Durable? Optical media? Are you sure about this?
Try this on some discs (obviously use garbage discs you don't need anymore!!):
  • Drop one with the egde on concrete (or throw it like a Frisbee against a wall). Good chance it'll shatter at the edge. DVDs might come apart in rare cases (they're like a glued sandwich and can be separated with a sharp knife and a bit of patience)
  • Don't get me started on organic dye CD-R and DVD±R and UV-light…
CDs are more prone to certain kinds damage:
  • Scratch a CD (not DVD) on the label side. Damaging the upper side/the protective lacquer → exitus
    • Even if there's no data in this spot you get a high chance of future disc rot with a small damage like this
  • Put a strong adhesive tape on the label side of a CD and rip it off. You might have the data layer in your hands, ready for the microscope
  • Write (yourself) to a CD with an aggressive marker instead of a CD pen. It might eat itself through the lacquer and destroy the data layer
  • Write (with CD burner) something in Mode2/Form2 (less error correction for more data on VCD/SVCD) on a CD-R and scratch the shiny side a bit (not the label side this time). The video will most likely play. The PC will most likely complain when copying the data back to HDD.

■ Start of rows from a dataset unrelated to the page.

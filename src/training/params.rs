//! Training parameters for the external tree trainer.

use serde::{Deserialize, Serialize};

use crate::stats::Criterion;

/// Rule for the number of features considered per split.
#[derive(Debug, Clone, Copy, PartialEq, Eq, Hash, Serialize, Deserialize)]
#[serde(rename_all = "lowercase")]
pub enum MaxFeatures {
    /// `sqrt(n_features)`
    Sqrt,
    /// `log2(n_features)`
    Log2,
}

impl MaxFeatures {
    /// Number of features to consider out of `n_features` (at least one).
    pub fn resolve(self, n_features: usize) -> usize {
        let n = n_features as f64;
        let k = match self {
            MaxFeatures::Sqrt => n.sqrt(),
            MaxFeatures::Log2 => n.log2(),
        };
        (k.floor() as usize).clamp(1, n_features.max(1))
    }
}

/// Decision tree hyperparameters.
///
/// Serialized form is part of the model cache key.
///
/// # Example
///
/// ```
/// use treelab::training::TrainingParams;
/// use treelab::stats::Criterion;
///
/// let params = TrainingParams {
///     max_depth: Some(3),
///     criterion: Criterion::Entropy,
///     ..Default::default()
/// };
/// params.validate().unwrap();
/// ```
#[derive(Debug, Clone, PartialEq, Serialize, Deserialize)]
#[serde(default)]
pub struct TrainingParams {
    /// Maximum tree depth; `None` grows until leaves are pure.
    pub max_depth: Option<usize>,
    pub criterion: Criterion,
    /// Minimum samples required to split an internal node.
    pub min_samples_split: usize,
    /// Minimum samples required at a leaf.
    pub min_samples_leaf: usize,
    /// Features considered per split; `None` means all.
    pub max_features: Option<MaxFeatures>,
    pub random_state: Option<u64>,
}

impl Default for TrainingParams {
    fn default() -> Self {
        Self {
            max_depth: Some(5),
            criterion: Criterion::Gini,
            min_samples_split: 2,
            min_samples_leaf: 1,
            max_features: None,
            random_state: Some(2025),
        }
    }
}

impl TrainingParams {
    /// Validate parameter ranges.
    ///
    /// # Errors
    ///
    /// Returns the first out-of-range parameter.
    pub fn validate(&self) -> Result<(), ParamValidationError> {
        if self.max_depth == Some(0) {
            return Err(ParamValidationError::InvalidMaxDepth(0));
        }
        if self.min_samples_split < 2 {
            return Err(ParamValidationError::InvalidMinSamplesSplit(self.min_samples_split));
        }
        if self.min_samples_leaf < 1 {
            return Err(ParamValidationError::InvalidMinSamplesLeaf(self.min_samples_leaf));
        }
        Ok(())
    }
}

/// Parameter validation error.
#[derive(Debug, Clone, PartialEq, thiserror::Error)]
pub enum ParamValidationError {
    /// max_depth must be >= 1.
    #[error("max_depth must be >= 1, got {0}")]
    InvalidMaxDepth(usize),

    /// min_samples_split must be >= 2.
    #[error("min_samples_split must be >= 2, got {0}")]
    InvalidMinSamplesSplit(usize),

    /// min_samples_leaf must be >= 1.
    #[error("min_samples_leaf must be >= 1, got {0}")]
    InvalidMinSamplesLeaf(usize),

    /// test_size must be in [0.1, 0.5].
    #[error("test_size must be in [0.1, 0.5], got {0}")]
    InvalidTestSize(f64),
}
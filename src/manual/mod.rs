//! Manual (interactive) split exploration.
//!
//! A user builds a tree top-down by picking a feature and threshold at each
//! node. [`ManualSplitEngine`] answers the two questions asked along the way:
//!
//! - [`ManualSplitEngine::node_stats`]: what happens if this node is split on
//!   `feature <= threshold`?
//! - [`ManualSplitEngine::feature_stats`]: how good is every candidate
//!   threshold of this feature, and which one is best?
//!
//! Node identity is carried by the caller as a sample mask; the engine itself
//! holds no per-session state.

mod engine;
mod thresholds;

pub use engine::{FeatureStatsResult, ManualSplitEngine, NodeStatsResult, ThresholdStatistics};
pub use thresholds::{candidate_thresholds, downsample_thresholds};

Sure, all these examples are abuse and/or carelessness. Sadly such things happen. I wouldn't recommend trying this with any data storage medium, but I don't think an average optical disc would have survived while an almost sealed NAND¹ cart has pretty good chances.

Careless children can ruin expensive game discs fast. Expensive game disc → Trash. (By the way… To the producers: Thanks for the copy protection markings that stop me from backing up the expensive games I payed for.)

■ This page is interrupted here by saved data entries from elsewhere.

//! Per-class feature histograms for split visualization.
//!
//! [`HistogramBuilder`] bins one feature's values at a node, once per class of
//! the dataset's global class list, so a class absent from the node still
//! reports an all-zero count vector.
//!
//! # Bin edges
//!
//! - All values identical: two edges, `value ± 0.1`.
//! - Aligned to thresholds: `[min] + sorted(unique t with min < t < max) + [max]`.
//!   Used by the feature sweep so each bar spans two consecutive cut points.
//! - Otherwise: `target_bins` (capped by the sample count) equal-width bins
//!   over `[min, max]`.
//!
//! Counting follows numpy's `histogram`: bins are half-open `[e_i, e_{i+1})`
//! except the last, which also includes its upper edge. Every value lies
//! within `[min, max]`, so the counts always sum to the sample count.

use std::collections::BTreeMap;

use serde::{Deserialize, Serialize};

use crate::utils::{linspace, sorted_unique};

/// Half-width of the degenerate bin built around a constant feature.
const CONSTANT_HALF_WIDTH: f64 = 0.1;

/// Histogram of one feature at one node, split by class.
///
/// `bin_edges` has `k + 1` entries for `k` bins and every count vector has
/// length `k`. An empty node yields no edges and empty count vectors.
#[derive(Debug, Clone, PartialEq, Serialize, Deserialize)]
pub struct HistogramData {
    pub feature_values: Vec<f64>,
    pub class_labels: Vec<usize>,
    #[serde(rename = "bins")]
    pub bin_edges: Vec<f64>,
    pub counts_by_class: BTreeMap<String, Vec<u64>>,
    pub threshold: Option<f64>,
    pub total_samples: usize,
}

impl HistogramData {
    /// Number of bins.
    pub fn n_bins(&self) -> usize {
        self.bin_edges.len().saturating_sub(1)
    }

    /// Sum of all per-class counts.
    pub fn counted_samples(&self) -> u64 {
        self.counts_by_class.values().flatten().sum()
    }
}

/// Builds [`HistogramData`] for a node.
///
/// # Example
///
/// ```
/// use treelab::stats::HistogramBuilder;
///
/// let classes = vec!["a".to_string(), "b".to_string()];
/// let hist = HistogramBuilder::new(&classes)
///     .target_bins(2)
///     .threshold(Some(2.5))
///     .build(&[1.0, 2.0, 3.0, 4.0], &[0, 0, 1, 1]);
///
/// assert_eq!(hist.bin_edges, vec![1.0, 2.5, 4.0]);
/// assert_eq!(hist.counts_by_class["a"], vec![2, 0]);
/// assert_eq!(hist.counts_by_class["b"], vec![0, 2]);
/// ```
#[derive(Debug, Clone)]
pub struct HistogramBuilder<'a> {
    class_names: &'a [String],
    target_bins: usize,
    threshold: Option<f64>,
    aligned_to: Option<&'a [f64]>,
}

impl<'a> HistogramBuilder<'a> {
    /// Builder over the dataset's global class list (label `i` ↦ `class_names[i]`).
    pub fn new(class_names: &'a [String]) -> Self {
        Self {
            class_names,
            target_bins: 10,
            threshold: None,
            aligned_to: None,
        }
    }

    /// Target number of equal-width bins (capped by the sample count).
    pub fn target_bins(mut self, bins: usize) -> Self {
        self.target_bins = bins.max(1);
        self
    }

    /// Threshold recorded on the histogram for display.
    pub fn threshold(mut self, threshold: Option<f64>) -> Self {
        self.threshold = threshold;
        self
    }

    /// Align bin edges to candidate thresholds instead of equal widths.
    ///
    /// Falls back to equal-width bins when no threshold lies strictly inside
    /// the value range.
    pub fn align_to(mut self, thresholds: &'a [f64]) -> Self {
        self.aligned_to = Some(thresholds);
        self
    }

    /// Bin `values` (with matching class `labels`).
    ///
    /// Values must be finite, as [`crate::data::Dataset`] guarantees; every
    /// value then lands in exactly one bin.
    pub fn build(&self, values: &[f64], labels: &[usize]) -> HistogramData {
        debug_assert_eq!(values.len(), labels.len());
        debug_assert!(values.iter().all(|v| v.is_finite()));

        let edges = self.bin_edges(values);
        let n_bins = edges.len().saturating_sub(1);

        let counts_by_class = self
            .class_names
            .iter()
            .enumerate()
            .map(|(class, name)| {
                let class_values = values
                    .iter()
                    .zip(labels)
                    .filter(|&(_, &label)| label == class)
                    .map(|(&v, _)| v);
                (name.clone(), count_into_bins(class_values, &edges, n_bins))
            })
            .collect();

        HistogramData {
            feature_values: values.to_vec(),
            class_labels: labels.to_vec(),
            bin_edges: edges,
            counts_by_class,
            threshold: self.threshold,
            total_samples: values.len(),
        }
    }

    fn bin_edges(&self, values: &[f64]) -> Vec<f64> {
        let Some((min, max)) = min_max(values) else {
            return Vec::new();
        };

        if min == max {
            return vec![min - CONSTANT_HALF_WIDTH, min + CONSTANT_HALF_WIDTH];
        }

        if let Some(thresholds) = self.aligned_to {
            let inner: Vec<f64> = sorted_unique(thresholds)
                .into_iter()
                .filter(|&t| min < t && t < max)
                .collect();
            if !inner.is_empty() {
                let mut edges = Vec::with_capacity(inner.len() + 2);
                edges.push(min);
                edges.extend(inner);
                edges.push(max);
                return edges;
            }
        }

        let n_bins = self.target_bins.min(values.len()).max(1);
        linspace(min, max, n_bins + 1)
    }
}

fn min_max(values: &[f64]) -> Option<(f64, f64)> {
    values
        .iter()
        .copied()
        .filter(|v| !v.is_nan())
        .fold(None, |acc, v| match acc {
            None => Some((v, v)),
            Some((lo, hi)) => Some((lo.min(v), hi.max(v))),
        })
}

/// Count values into `n_bins` bins delimited by `edges` (numpy semantics).
fn count_into_bins(values: impl Iterator<Item = f64>, edges: &[f64], n_bins: usize) -> Vec<u64> {
    let mut counts = vec![0u64; n_bins];
    if n_bins == 0 {
        return counts;
    }
    let first = edges[0];
    let last = edges[n_bins];

    for v in values {
        if !(first..=last).contains(&v) {
            continue;
        }
        // Number of edges <= v, minus one, is the bin whose lower edge is <= v.
        let bin = (edges.partition_point(|&e| e <= v) - 1).min(n_bins - 1);
        counts[bin] += 1;
    }
    counts
}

Ask @Alexander1970 about his experiences. What idea children might get when they have a bunch of DVDs and a Wii…


I don't think optical discs are durable. But they are cheap. Really cheap to mass-produce. Way cheaper than chips. So cheap AOL produced their free advertising junk discs in quantities I do not even want to think about. Also: CD/DVD offered a great amount of data storage earlier than flash memory. If treated with utmost care and if there is no manufacturing defect, pressed discs seem to have a pretty long lifespan.



___________________
¹ Wario Ware D.I.Y is a special case. Other DS games have MASK-ROM which is much more durable. Wario surviving this surprised me.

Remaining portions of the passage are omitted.